ENERGIE
Il più grande produttore di carbone del Regno Unito in liquidazione volontaria: è l’inizio della fine?
Uk Coal, la più grande azienda inglese di produzione di carbone, è in lotta per la sua sopravvivenza: dopo il pauroso incendio del marzo scorso nella miniera Daw Mill il gigante ha avviato la procedura di liquidazione volontaria.
Potrebbe essere l’inizio della fine dell’era dei combustibili fossili, o semplicemente un esempio della caducità del business incontrollato attorno al carbone, la clamorosa notizia che vuole Uk Coal, il gigante britannico di produzione di carbone (dal 2011 ha estratto 7.3milioni di tonnellate di carbone, il 5% del fabbisogno elettrico totale dell’intero Regno Unito), in liquidazione volontaria.
Ecoblog ne ha parlato in tempi non sospetti, e le notizie che giungono dalla Gran Bretagna confermano quanto scritto il 12 marzo scorso.
Nonostante l’azienda si rifiuti di parlare di stato patrimoniale disastroso, negando su tutta la linea gli effetti economici del devastante incendio del marzo scorso nella miniera di Daw Mill, lo stato di liquidazione volontaria si lega a doppio filo proprio con quell’incendio, che ha mandato in fumo 100 milioni di sterline di attrezzature, altri 160 milioni di sterline di carbone e ben 32 milioni in costi di gestione: una scure da quasi 300 milioni di sterline (360 milioni di euro) sull’intero business, che ha letteralmente piegato il gigante del carbone britannico.
Per consentire a Uk Coal di continuare l’attività, al fine di evitare dunque una liquidazione forzata e il fallimento, l’azienda ha così deciso di cercare
una vasta gamma di parti interessate
nell’acquisto della compagnia.

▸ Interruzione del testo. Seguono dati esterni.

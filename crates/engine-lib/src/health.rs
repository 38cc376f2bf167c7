//! Health check infrastructure for the deployment engine
//!
//! Tracks per-component health and overall readiness for the
//! engine's liveness and readiness probes.

use serde::{Deserialize, Serialize};
use std::collections::HashMap;
use std::sync::Arc;
use tokio::sync::RwLock;

/// Health status of a component
#[derive(Debug, Clone, Copy, PartialEq, Eq, Serialize, Deserialize)]
#[serde(rename_all = "lowercase")]
pub enum ComponentStatus {
    /// Component is functioning normally
    Healthy,
    /// Component is experiencing issues but still operational
    Degraded,
    /// Component has failed
    Unhealthy,
}

impl ComponentStatus {
    /// Returns true if the component is at least partially operational
    pub fn is_operational(&self) -> bool {
        matches!(self, ComponentStatus::Healthy | ComponentStatus::Degraded)
    }
}

/// Information about a component's health
#[derive(Debug, Clone, Serialize, Deserialize)]
pub struct ComponentHealth {
    pub status: ComponentStatus,
    #[serde(skip_serializing_if = "Option::is_none")]
    pub message: Option<String>,
    pub last_check_timestamp: i64,
}

impl ComponentHealth {
    pub fn healthy() -> Self {
        Self {
            status: ComponentStatus::Healthy,
            message: None,
            last_check_timestamp: chrono::Utc::now().timestamp(),
        }
    }

    pub fn degraded(message: impl Into<String>) -> Self {
        Self {
            status: ComponentStatus::Degraded,
            message: Some(message.into()),
            last_check_timestamp: chrono::Utc::now().timestamp(),
        }
    }

    pub fn unhealthy(message: impl Into<String>) -> Self {
        Self {
            status: ComponentStatus::Unhealthy,
            message: Some(message.into()),
            last_check_timestamp: chrono::Utc::now().timestamp(),
        }
    }
}

/// Overall health response
#[derive(Debug, Clone, Serialize, Deserialize)]
pub struct HealthResponse {
    pub status: ComponentStatus,
    pub components: HashMap<String, ComponentHealth>,
}

impl HealthResponse {
    /// Compute overall status from component statuses
    pub fn compute_status(components: &HashMap<String, ComponentHealth>) -> ComponentStatus {
        let mut has_degraded = false;

        for health in components.values() {
            match health.status {
                ComponentStatus::Unhealthy => return ComponentStatus::Unhealthy,
                ComponentStatus::Degraded => has_degraded = true,
                ComponentStatus::Healthy => {}
            }
        }

        if has_degraded {
            ComponentStatus::Degraded
        } else {
            ComponentStatus::Healthy
        }
    }
}

/// Readiness response
#[derive(Debug, Clone, Serialize, Deserialize)]
pub struct ReadinessResponse {
    pub ready: bool,
    #[serde(skip_serializing_if = "Option::is_none")]
    pub reason: Option<String>,
}

/// Component names for health tracking
pub mod components {
    pub const CATALOG: &str = "catalog";
    pub const CLASSIFIER: &str = "classifier";
    pub const WRITER: &str = "writer";
}

/// Health registry for tracking component health
#[derive(Debug, Clone)]
pub struct HealthRegistry {
    components: Arc<RwLock<HashMap<String, ComponentHealth>>>,
    ready: Arc<RwLock<bool>>,
}

impl Default for HealthRegistry {
    fn default() -> Self {
        Self::new()
    }
}

impl HealthRegistry {
    pub fn new() -> Self {
        Self {
            components: Arc::new(RwLock::new(HashMap::new())),
            ready: Arc::new(RwLock::new(false)),
        }
    }

    /// Register a component with initial healthy status
    pub async fn register(&self, name: &str) {
        let mut components = self.components.write().await;
        components.insert(name.to_string(), ComponentHealth::healthy());
    }

    /// Update component health status
    pub async fn update(&self, name: &str, health: ComponentHealth) {
        let mut components = self.components.write().await;
        components.insert(name.to_string(), health);
    }

    /// Get the full health response
    pub async fn health(&self) -> HealthResponse {
        let components = self.components.read().await.clone();
        let status = HealthResponse::compute_status(&components);
        HealthResponse { status, components }
    }

    /// Mark the engine as ready (or not)
    pub async fn set_ready(&self, ready: bool) {
        *self.ready.write().await = ready;
    }

    /// Get the readiness response
    pub async fn readiness(&self) -> ReadinessResponse {
        let ready = *self.ready.read().await;
        if ready {
            ReadinessResponse {
                ready: true,
                reason: None,
            }
        } else {
            ReadinessResponse {
                ready: false,
                reason: Some("engine is still initializing".to_string()),
            }
        }
    }
}
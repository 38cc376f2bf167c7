//! Output formatting utilities

use clap::ValueEnum;
use colored::Colorize;
use serde::Serialize;
use tabled::{settings::Style, Table, Tabled};

/// Output format for CLI commands
#[derive(Debug, Clone, Copy, Default, ValueEnum)]
pub enum OutputFormat {
    /// Table format (default)
    #[default]
    Table,
    /// JSON format
    Json,
}

/// Print a table from a list of items
#[allow(dead_code)]
pub fn print_table<T: Tabled + Serialize>(items: &[T], format: OutputFormat) {
    match format {
        OutputFormat::Table => {
            if items.is_empty() {
                println!("{}", "No items found".yellow());
                return;
            }
            let table = Table::new(items).with(Style::rounded()).to_string();
            println!("{}", table);
        }
        OutputFormat::Json => {
            if let Ok(json) = serde_json::to_string_pretty(&items) {
                println!("{}", json);
            }
        }
    }
}

/// Print a success message
pub fn print_success(message: &str) {
    println!("{} {}", "✓".green().bold(), message);
}

/// Print an error message
pub fn print_error(message: &str) {
    eprintln!("{} {}", "✗".red().bold(), message);
}

/// Print a warning message
pub fn print_warning(message: &str) {
    println!("{} {}", "⚠".yellow().bold(), message);
}

/// Print an info message
pub fn print_info(message: &str) {
    println!("{} {}", "ℹ".blue().bold(), message);
}

/// Format bytes as human-readable string
pub fn format_bytes(bytes: u64) -> String {
    const KB: u64 = 1024;
    const MB: u64 = KB * 1024;

    if bytes >= MB {
        format!("{:.2}Mi", bytes as f64 / MB as f64)
    } else if bytes >= KB {
        format!("{:.2}Ki", bytes as f64 / KB as f64)
    } else {
        format!("{}B", bytes)
    }
}

/// Format timestamp for display
pub fn format_timestamp(ts: &str) -> String {
    // Try to parse and format nicely, otherwise return as-is
    if let Ok(dt) = chrono::DateTime::parse_from_rfc3339(ts) {
        dt.format("%Y-%m-%d %H:%M").to_string()
    } else {
        ts.to_string()
    }
}

/// Color status based on value
pub fn color_status(status: &str) -> String {
    match status.to_lowercase().as_str() {
        "healthy" | "written" => status.green().to_string(),
        "degraded" => status.yellow().to_string(),
        "unhealthy" | "rejected" | "not_found" => status.red().to_string(),
        _ => status.to_string(),
    }
}

/// Color a GPU vendor name
pub fn color_vendor(vendor: &str) -> String {
    match vendor {
        "nvidia" => vendor.green().to_string(),
        "amd" => vendor.red().to_string(),
        "intel" => vendor.blue().to_string(),
        _ => vendor.dimmed().to_string(),
    }
}
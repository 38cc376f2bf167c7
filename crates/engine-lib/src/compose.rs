//! Template composition
//!
//! Combines a catalog entry, a hardware profile, and user parameters
//! into a concrete deployment descriptor. The template itself is
//! never mutated, so concurrent composition from the same entry is
//! safe. No filesystem or network access happens here; adversarial
//! input handling is concentrated in the validator.

use crate::catalog::{ParamSlot, ServiceTemplate};
use crate::models::{DeploymentDescriptor, HardwareProfile, NamedVolume, VolumeMount};
use crate::policy::SecurityPolicy;
use std::collections::{BTreeMap, HashMap};
use tracing::debug;

/// Caller-supplied key/value parameters for one request
///
/// Transient; absorbed into a descriptor only through declared slots.
pub type UserParameters = HashMap<String, String>;

/// Parameter key for the media directory slot
pub const PARAM_MEDIA_PATH: &str = "media_path";
/// Parameter key for the published-port slot
pub const PARAM_PORT: &str = "port";

/// Build a candidate descriptor from a template, a hardware profile,
/// and user parameters
pub fn compose(
    template: &ServiceTemplate,
    profile: &HardwareProfile,
    params: &UserParameters,
    policy: &SecurityPolicy,
) -> DeploymentDescriptor {
    let mut environment: BTreeMap<String, String> = template
        .environment
        .iter()
        .map(|(k, v)| (k.clone(), v.clone()))
        .collect();

    // The ownership pair always comes from policy, never from params
    if template.uses_identity {
        environment.insert("PUID".to_string(), policy.default_uid.to_string());
        environment.insert("PGID".to_string(), policy.default_gid.to_string());
    }

    let mut devices: Vec<String> = Vec::new();
    let mut runtime = None;

    // Hardware tuning overrides generic defaults on key collision
    if let Some(binding) = template.binding_for(profile.vendor) {
        for device in &binding.devices {
            if !devices.contains(device) {
                devices.push(device.clone());
            }
        }
        if binding.runtime.is_some() {
            runtime = binding.runtime.clone();
        }
        for (key, value) in &binding.environment {
            environment.insert(key.clone(), value.clone());
        }
    }

    let mut volumes = Vec::new();
    if let Some(container_path) = &template.config_mount {
        let host = policy.config_root.join(&template.id);
        volumes.push(VolumeMount::template(
            host.to_string_lossy().to_string(),
            container_path.clone(),
        ));
    }

    let mut ports = template.ports.clone();

    apply_parameters(template, params, &mut volumes, &mut ports);

    DeploymentDescriptor {
        service_id: template.id.clone(),
        image: template.image.clone(),
        container_name: template.container_name.clone(),
        volumes,
        named_volumes: template
            .named_volumes
            .iter()
            .map(|(name, container_path)| NamedVolume {
                name: name.clone(),
                container_path: container_path.clone(),
            })
            .collect(),
        devices,
        environment,
        ports,
        runtime,
        network_mode: template.network_mode.clone(),
        restart: template.restart.clone(),
        // Never set from any input; the validator re-checks anyway
        privileged: false,
    }
}

/// Substitute user parameters into the template's declared slots only
fn apply_parameters(
    template: &ServiceTemplate,
    params: &UserParameters,
    volumes: &mut Vec<VolumeMount>,
    ports: &mut [crate::models::PortMapping],
) {
    for (key, value) in params {
        match key.as_str() {
            PARAM_MEDIA_PATH if template.accepts(ParamSlot::MediaPath) => {
                // Comma-separated list of host directories, each
                // mounted under the template's media root by basename
                for path in value.split(',').map(str::trim).filter(|p| !p.is_empty()) {
                    let name = path.trim_end_matches('/').rsplit('/').next().unwrap_or("");
                    let container = format!("{}/{}", template.media_root, name);
                    volumes.push(VolumeMount::user(path, container));
                }
            }
            PARAM_PORT if template.accepts(ParamSlot::Port) => {
                match value.parse::<u16>() {
                    Ok(host_port) if !ports.is_empty() => ports[0].host = host_port,
                    _ => debug!(service = %template.id, value = %value, "Ignoring unusable port parameter"),
                }
            }
            _ => {
                // Arbitrary keys are never interpolated anywhere
                debug!(service = %template.id, key = %key, "Ignoring undeclared parameter");
            }
        }
    }
}

#[cfg(test)]
mod tests {
    use super::*;
    use crate::catalog::Catalog;
    use crate::hardware;
    use crate::models::{GpuVendor, MountSource};

    fn policy() -> SecurityPolicy {
        SecurityPolicy::default()
    }

    fn profile(vendor: GpuVendor, class: &str) -> HardwareProfile {
        HardwareProfile {
            vendor,
            device_class: class.to_string(),
            bus_address: "0000:01:00.0".to_string(),
        }
    }

    #[test]
    fn test_compose_plex_nvidia() {
        let catalog = Catalog::builtin();
        let template = catalog.lookup("plex").unwrap();
        let params = UserParameters::new();

        let descriptor = compose(
            template,
            &profile(GpuVendor::Nvidia, "Ada"),
            &params,
            &policy(),
        );

        assert_eq!(descriptor.service_id, "plex");
        assert_eq!(descriptor.runtime.as_deref(), Some("nvidia"));
        assert_eq!(
            descriptor.environment.get("NVIDIA_VISIBLE_DEVICES"),
            Some(&"all".to_string())
        );
        assert!(descriptor.devices.is_empty());
        assert!(!descriptor.privileged);
    }

    #[test]
    fn test_compose_plex_amd_devices_and_env() {
        let catalog = Catalog::builtin();
        let template = catalog.lookup("plex").unwrap();

        let descriptor = compose(
            template,
            &profile(GpuVendor::Amd, "RDNA3"),
            &UserParameters::new(),
            &policy(),
        );

        assert!(descriptor.devices.contains(&"/dev/kfd".to_string()));
        assert!(descriptor.devices.contains(&"/dev/dri".to_string()));
        assert_eq!(
            descriptor.environment.get("HSA_OVERRIDE_GFX_VERSION"),
            Some(&"12.0.0".to_string())
        );
        assert!(descriptor.runtime.is_none());
    }

    #[test]
    fn test_compose_no_gpu_leaves_no_bindings() {
        let catalog = Catalog::builtin();
        let template = catalog.lookup("jellyfin").unwrap();

        let descriptor = compose(
            template,
            &hardware::software_profile(),
            &UserParameters::new(),
            &policy(),
        );

        assert!(descriptor.devices.is_empty());
        assert!(descriptor.runtime.is_none());
        assert!(!descriptor.environment.contains_key("NVIDIA_VISIBLE_DEVICES"));
    }

    #[test]
    fn test_media_path_slot_substitution() {
        let catalog = Catalog::builtin();
        let template = catalog.lookup("plex").unwrap();
        let mut params = UserParameters::new();
        params.insert(
            PARAM_MEDIA_PATH.to_string(),
            "/mnt/d/Movies, /mnt/e/TV".to_string(),
        );

        let descriptor = compose(
            template,
            &hardware::software_profile(),
            &params,
            &policy(),
        );

        let user_mounts: Vec<&VolumeMount> = descriptor
            .volumes
            .iter()
            .filter(|v| v.source == MountSource::UserParameter)
            .collect();
        assert_eq!(user_mounts.len(), 2);
        assert_eq!(user_mounts[0].host_path, "/mnt/d/Movies");
        assert_eq!(user_mounts[0].container_path, "/data/Movies");
        assert_eq!(user_mounts[1].host_path, "/mnt/e/TV");
        assert_eq!(user_mounts[1].container_path, "/data/TV");
    }

    #[test]
    fn test_port_slot_overrides_host_side_only() {
        let catalog = Catalog::builtin();
        let template = catalog.lookup("jellyfin").unwrap();
        let mut params = UserParameters::new();
        params.insert(PARAM_PORT.to_string(), "9096".to_string());

        let descriptor = compose(
            template,
            &hardware::software_profile(),
            &params,
            &policy(),
        );

        assert_eq!(descriptor.ports[0].host, 9096);
        assert_eq!(descriptor.ports[0].container, 8096);
    }

    #[test]
    fn test_undeclared_parameters_are_ignored() {
        let catalog = Catalog::builtin();
        let template = catalog.lookup("plex").unwrap();
        let mut params = UserParameters::new();
        params.insert("image".to_string(), "evil/image:latest".to_string());
        params.insert("privileged".to_string(), "true".to_string());
        // plex does not declare a port slot
        params.insert(PARAM_PORT.to_string(), "80".to_string());

        let descriptor = compose(
            template,
            &hardware::software_profile(),
            &params,
            &policy(),
        );

        assert_eq!(descriptor.image, "lscr.io/linuxserver/plex:latest");
        assert!(!descriptor.privileged);
        assert!(descriptor.ports.is_empty());
    }

    #[test]
    fn test_identity_pair_comes_from_policy() {
        let catalog = Catalog::builtin();
        let template = catalog.lookup("sonarr").unwrap();

        let descriptor = compose(
            template,
            &hardware::software_profile(),
            &UserParameters::new(),
            &policy(),
        );

        assert_eq!(descriptor.environment.get("PUID"), Some(&"1000".to_string()));
        assert_eq!(descriptor.environment.get("PGID"), Some(&"1000".to_string()));
    }

    #[test]
    fn test_template_is_not_mutated_by_composition() {
        let catalog = Catalog::builtin();
        let template = catalog.lookup("plex").unwrap();
        let ports_before = template.ports.clone();
        let env_before = template.environment.clone();

        let mut params = UserParameters::new();
        params.insert(PARAM_MEDIA_PATH.to_string(), "/mnt/d/Media".to_string());
        let _ = compose(template, &profile(GpuVendor::Amd, "RDNA3"), &params, &policy());
        let _ = compose(template, &profile(GpuVendor::Nvidia, "Ada"), &params, &policy());

        let template_after = catalog.lookup("plex").unwrap();
        assert_eq!(template_after.ports, ports_before);
        assert_eq!(template_after.environment, env_before);
    }

    #[test]
    fn test_config_mount_rooted_under_policy_config_dir() {
        let catalog = Catalog::builtin();
        let template = catalog.lookup("radarr").unwrap();

        let descriptor = compose(
            template,
            &hardware::software_profile(),
            &UserParameters::new(),
            &policy(),
        );

        assert_eq!(
            descriptor.volumes[0].host_path,
            "/opt/homestack/config/radarr"
        );
        assert_eq!(descriptor.volumes[0].container_path, "/config");
        assert_eq!(descriptor.volumes[0].source, MountSource::Template);
    }
}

Ciò che Uk Coal può ancora mettere sul piatto sono le restanti due più grandi miniere del Regno Unito, Kellingsley nel North Yorkshire e Thoresby in Nottinghamshire, più altre sei miniere a cielo aperto tra nord e centro dell’Inghilterra.
Un “tesoretto” che, secondo indiscrezioni, Uk Coal ad oggi non sarebbe più in grado di sfruttare, anche per colpa dell’incendio di Daw Mill, che ha riportato il mercato del carbone alla dura realtà fatta di imprevisti, contrattempi e, sopratutto, sicurezza e tutela dell’ambiente.
Come scrivevamo però erano tutti rischi previsti (o prevedibili): la produzione mineraria è infatti cresciuta fino a 292 Mt nel 1913 per poi calare inesorabilmente nel corso del XX secolo. Nonostante tutte le innovazioni tecnologiche introdotte, gli inglesi non solo non hanno aumentato le estrazioni, ma non sono nemmeno riusciti a tenerle costanti.
I rischi correlati al crollo eventuale di Uk Coal sono enormi, e non legati unicamente ai 2.000 lavoratori che perderebbero il posto di lavoro: i fondi pensione gestiti dall’azienda, i fornitori da pagare, i risparmiatori con quote azionarie (tra cui, in pieno stile anglosassone, proprio i suoi dipendenti), i clienti.
Solo la chiusura di Dow Mill alla fine di marzo ha portato ad un taglio di ben 650 posti di lavoro, corrispondenti ad un egual numero di famiglie del nord Warwickshire rimaste senza più niente: il peggior incendio in una miniera di carbone degli ultimi 30 anni ha letteralmente fatto terra bruciata attorno a sè.
Il crollo di Uk Coal, in tal senso, rappresenterebbe un dramma sociale, ed è proprio partendo da qui che bisognerebbe cambiare drasticamente le politiche energetiche, industriali ed ambientali: la liquidazione volontaria di Uk Coal permetterebbe il trasferimento di 540milioni di sterline di deficit pensionistico dall’azienda all’UK Pension Protection Fund, che salvaguarderebbe stipendi e pensioni dei lavoratori Uk Coal (solitamente al 90%).
In questo senso il vero specchio della crisi di Uk Coal è proprio il sistema previdenziale, il deficit milionario cui l’azienda non riesce a fare fronte: avviata una ristrutturazione importante lo scorso anno, l’azienda sperava di farcela entro il 2015 a rientrare nel deficit, ma l’incendio di Daw Mill del marzo scorso ha rimescolato tutte le carte.
Nel frattempo però le informazioni e le dichiarazioni ufficiali che provengono dal governo britannico fanno capire che questi si è già attivato per tutelare chi rischia di restare senza lavoro e senza futuro (chi dà lavoro ad un ex minatore di 50 anni?): tutti elementi che fanno pensare ad una fine molto vicina, per il carbone di Sua Maestà.